Etki raporunuz göz önünde bulundurulduğunda, festivalin gelecekteki edisyonlarında çevresel sürdürülebilirliğini nasıl ölçmeyi ve geliştirmeyi planlıyorsunuz?
Bu konuda attığımız adımları artık bir eylem değil de varoluş konusu olarak da görüyoruz. Bozcaada Caz Festivali çapındaki festivaller, yapılış biçimleri itibariyle doğaya etkileri olan organizasyonlar. Bu etkileri azaltmak için ekip içerisinde sürekli görüşerek attığımız adımlar oluyor. Azaltmak için çabaladığımız araç adedinden sanatçı transferlerine, saha içerisinde atıkların yönetimine kadar, farklı adımlardan bahsediyoruz. Bu sene Sofya’da A to Jazz Festivali’nin davetlisi olarak gittiğimiz konferansta tanıştığımız, önümüzdeki seneden itibaren bu konuda danışmanlık almak için görüşmeye başladığımız uluslararası bir ekip de var. Bu sene festivale gelip gözlemlerini yapmaya başlayacaklar ve bize ilk notlarını iletecekler. Festivalin attığı tüm operasyonel adımların not edilmeye başlandığı ve önümüzdeki seneden itibaren bunun ölçülebilir bir şekilde takip edildiği bir düzeni başlatıyoruz. Bu konu, yalnızca bir festivalin ve bağımsız bir şirketin atabileceği adımlardan oluşmuyor. Yerel yönetimiyle, bulunduğumuz bölgedeki imkânlarla da paralel gitmesi gereken bir konu.

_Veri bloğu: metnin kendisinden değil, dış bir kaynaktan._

//! Request sequencing and response reconciliation state machine.
//!
//! # Mental model
//!
//! * A search session is a series of logical queries; each query issues one
//!   request per fetched page. Every request gets the next sequence number.
//! * `search()` always issues the initial page of `next_query`.
//! * `load_more()` issues the page after the last merged one, and only while
//!   the accepted query is still the one most recently requested.
//! * A response is accepted only when its sequence number is above every
//!   previously accepted one; otherwise it is discarded silently.
//! * An accepted initial page replaces the accumulated results; an accepted
//!   later page is appended.
//!
//! # Invariants
//!
//! * The accepted sequence number never decreases.
//! * Accumulated results always belong to one query snapshot and are never
//!   appended to with a non-contiguous page.
//! * Query snapshots are immutable once issued.
//! * Exactly one outcome per accepted response, none per discarded one.
//!
//! The sequencer is synchronous and performs no I/O; the caller dispatches
//! issued requests and feeds responses back, all from one serialized context.

use std::sync::Arc;

use marquee_query::{FacetRefinement, QuerySpec};
use marquee_results::{ResultAccumulator, ResultPage, SearchResults, SequenceError};

use crate::error::{SearchError, TransportError};

/// Outcome delivered to the result handler for one accepted response.
pub type SearchOutcome = Result<SearchResults, SearchError>;

/// One issued request: a sequence number, an immutable query snapshot and a page.
#[derive(Debug, Clone, PartialEq)]
pub struct SequencedRequest {
	pub sequence: u64,
	pub query: Arc<QuerySpec>,
	pub page: usize,
}

impl SequencedRequest {
	/// True when this request starts its query rather than extending it.
	pub fn is_initial_page(&self) -> bool {
		self.page == self.query.initial_page()
	}
}

/// Why `load_more` did not issue a request.
#[derive(Debug, Clone, Copy, PartialEq, Eq)]
pub enum LoadMoreSkip {
	/// No results have been accepted yet.
	NothingAccepted,
	/// A newer query has been requested or accepted since the results were built.
	QueryChanged,
	/// The last merged page is the last page.
	LastPage,
	/// The next page is already in flight.
	AlreadyRequested,
}

impl LoadMoreSkip {
	pub const fn as_str(self) -> &'static str {
		match self {
			Self::NothingAccepted => "nothing_accepted",
			Self::QueryChanged => "query_changed",
			Self::LastPage => "last_page",
			Self::AlreadyRequested => "already_requested",
		}
	}
}

/// Result of a `load_more` call.
#[derive(Debug, Clone, PartialEq)]
pub enum LoadMore {
	Issued(SequencedRequest),
	Skipped(LoadMoreSkip),
}

/// What happened to one response.
#[derive(Debug)]
pub enum Disposition {
	/// A request with an equal or higher sequence number was already accepted.
	Discarded { newest_accepted: u64 },
	/// The response was accepted; the outcome goes to the result handler.
	Accepted(SearchOutcome),
}

/// Sequencing state of one search surface.
#[derive(Debug, Default)]
pub struct SearchSequencer {
	next_query: QuerySpec,
	next_sequence: u64,
	last_issued: Option<SequencedRequest>,
	last_accepted: Option<SequencedRequest>,
	accumulated: Option<ResultAccumulator>,
}

impl SearchSequencer {
	pub fn new() -> Self {
		Self::default()
	}

	/// Starts from `query` as the pending query.
	pub fn with_query(query: QuerySpec) -> Self {
		Self {
			next_query: query,
			..Self::default()
		}
	}

	/// Query the next `search()` will snapshot.
	pub fn next_query(&self) -> &QuerySpec {
		&self.next_query
	}

	/// Mutable access to the pending query. Has no effect until `search()`.
	pub fn next_query_mut(&mut self) -> &mut QuerySpec {
		&mut self.next_query
	}

	pub fn last_issued(&self) -> Option<&SequencedRequest> {
		self.last_issued.as_ref()
	}

	pub fn last_accepted(&self) -> Option<&SequencedRequest> {
		self.last_accepted.as_ref()
	}

	pub fn accumulated(&self) -> Option<&ResultAccumulator> {
		self.accumulated.as_ref()
	}

	/// Snapshots `next_query` and issues its initial page.
	pub fn search(&mut self) -> SequencedRequest {
		let query = Arc::new(self.next_query.clone());
		let page = query.initial_page();
		self.issue(query, page)
	}

	/// Issues the page after the last merged one, unless a guard applies.
	pub fn load_more(&mut self) -> LoadMore {
		let (Some(accumulated), Some(accepted), Some(issued)) = (&self.accumulated, &self.last_accepted, &self.last_issued) else {
			return LoadMore::Skipped(LoadMoreSkip::NothingAccepted);
		};

		if !issued.query.same_intent(&accepted.query) || !accepted.query.same_intent(accumulated.query()) {
			return LoadMore::Skipped(LoadMoreSkip::QueryChanged);
		}

		let next_page = accumulated.last_merged_page() + 1;
		if next_page >= accumulated.total_pages() {
			return LoadMore::Skipped(LoadMoreSkip::LastPage);
		}
		// A resolved request for the page (accepted as an error) may be retried.
		if issued.page >= next_page && issued.sequence > accepted.sequence {
			return LoadMore::Skipped(LoadMoreSkip::AlreadyRequested);
		}

		let query = Arc::clone(accumulated.query());
		LoadMore::Issued(self.issue(query, next_page))
	}

	fn issue(&mut self, query: Arc<QuerySpec>, page: usize) -> SequencedRequest {
		self.next_sequence += 1;
		let request = SequencedRequest {
			sequence: self.next_sequence,
			query,
			page,
		};
		self.last_issued = Some(request.clone());
		request
	}

	/// Reconciles the response to `request`.
	pub fn apply_response(&mut self, request: &SequencedRequest, response: Result<ResultPage, TransportError>) -> Disposition {
		if let Some(accepted) = &self.last_accepted
			&& request.sequence <= accepted.sequence
		{
			return Disposition::Discarded {
				newest_accepted: accepted.sequence,
			};
		}

		self.last_accepted = Some(request.clone());
		let outcome = match response {
			Ok(page) => self.merge(request, page),
			Err(error) => Err(error.into()),
		};
		Disposition::Accepted(outcome)
	}

	fn merge(&mut self, request: &SequencedRequest, page: ResultPage) -> SearchOutcome {
		if page.page != request.page {
			return Err(marquee_results::InvalidResponseError::new(format!("requested page {} but received page {}", request.page, page.page)).into());
		}

		let is_initial_page = request.is_initial_page();
		let accumulated = if is_initial_page {
			self.accumulated.insert(ResultAccumulator::new(page, Arc::clone(&request.query)))
		} else {
			// `load_more` always reuses the accumulated query; a foreign one means
			// the request was not issued by this sequencer.
			match &mut self.accumulated {
				Some(accumulated) if accumulated.query().same_intent(&request.query) => {
					accumulated.append(page)?;
					accumulated
				}
				_ => return Err(SequenceError::QueryMismatch { page: page.page }.into()),
			}
		};
		Ok(accumulated.snapshot(request.sequence, is_initial_page))
	}

	/// Toggles `(name, value)` in the pending query, judged against the accepted query.
	///
	/// Presence is read from the most recently accepted query snapshot (the
	/// state the user is looking at), not from `next_query`, which may already
	/// carry unconfirmed toggles. Removing an absent refinement is a no-op.
	/// Returns true when the toggle meant "add".
	pub fn toggle_facet_refinement(&mut self, name: &str, value: &str) -> bool {
		let reference = self.last_accepted.as_ref().map_or(&self.next_query, |accepted| accepted.query.as_ref());
		let present = reference.filters.has_refinement(name, value);
		let disjunctive = reference.filters.is_disjunctive(name);

		if present {
			self.next_query.filters.remove_refinement(name, value);
			false
		} else {
			self.next_query.filters.add_refinement(FacetRefinement::new(name, value), disjunctive);
			true
		}
	}
}

#[cfg(test)]
mod tests;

Bu yılki program uluslararası ve yerel sanatçıları bir araya getiriyor. Farklı caz stilleri arasında bir denge sağlamak için programı nasıl düzenliyorsunuz? Belirlenen sanatçıların festivalin temasını ve vizyonunu nasıl tamamladığını düşünüyorsunuz?
Müzik programını oluştururken, yıllar içinde oluşturduğumuz ve 2000’den fazla sanatçının yer aldığı bir veri tabanına başvuruyoruz. Bu veri tabanı, ekibimizin dinlemekten keyif aldığı müzisyenlerin, sevdiğimiz ve yol gösterici bulduğumuz festival programlarının, yeni keşiflerin, Bozcaada’ya çok yakışacağını düşündüğümüz sanatçıların ve gelecekte, belki 50. Bozcaada Caz Festivali’nde yer almasını hayal ettiğimiz sanatçıların bulunduğu bir kaynak. Kaynak taramamızın sonunda pek çok alternatif program hazırlıyoruz ve bu programları ekibimizle sohbete açıyoruz. Eşit cinsiyet dağılımına, farklı kültürlere ve farklı alt janralara yer vermeye özen gösteriyoruz. Burada, bir sanatçının yerinin değişmesi bile tüm program dengesini bozabildiği için uzun uzun “marine ettiğimiz”, o programla uyuyup uyandığımız bir süreç yaşanıyor. Üç günün her birinde, o günün sanatçıları arasında bir ortaklık kurarak gün içi ahengi sağladıktan sonra, aynı dengeyi festivalin tümü için de oluşturuyoruz. Eş zamanlı olarak, festivalin etrafında şekilleneceği tema belirleniyor ve bu, bizim için bir oyun alanı oluşturuyor. Temamıza felsefi ya da müzikal olarak uygun müziği bulmaya çalışıyoruz. Gün bazında sanatçı sıralamasından, her yıl farklı müzisyenleri bir araya getiren festival projemiz Bozcaada Ensemble stratejisine kadar, her noktada bize ilham veren ve yol gösteren bir unsur oluyor. Bu anlamda, belirlenen sanatçılar festivalin tema ve vizyonunu tamamlama görevindense, birlikte şekilleniyorlar ve büyüyorlar diyebiliriz.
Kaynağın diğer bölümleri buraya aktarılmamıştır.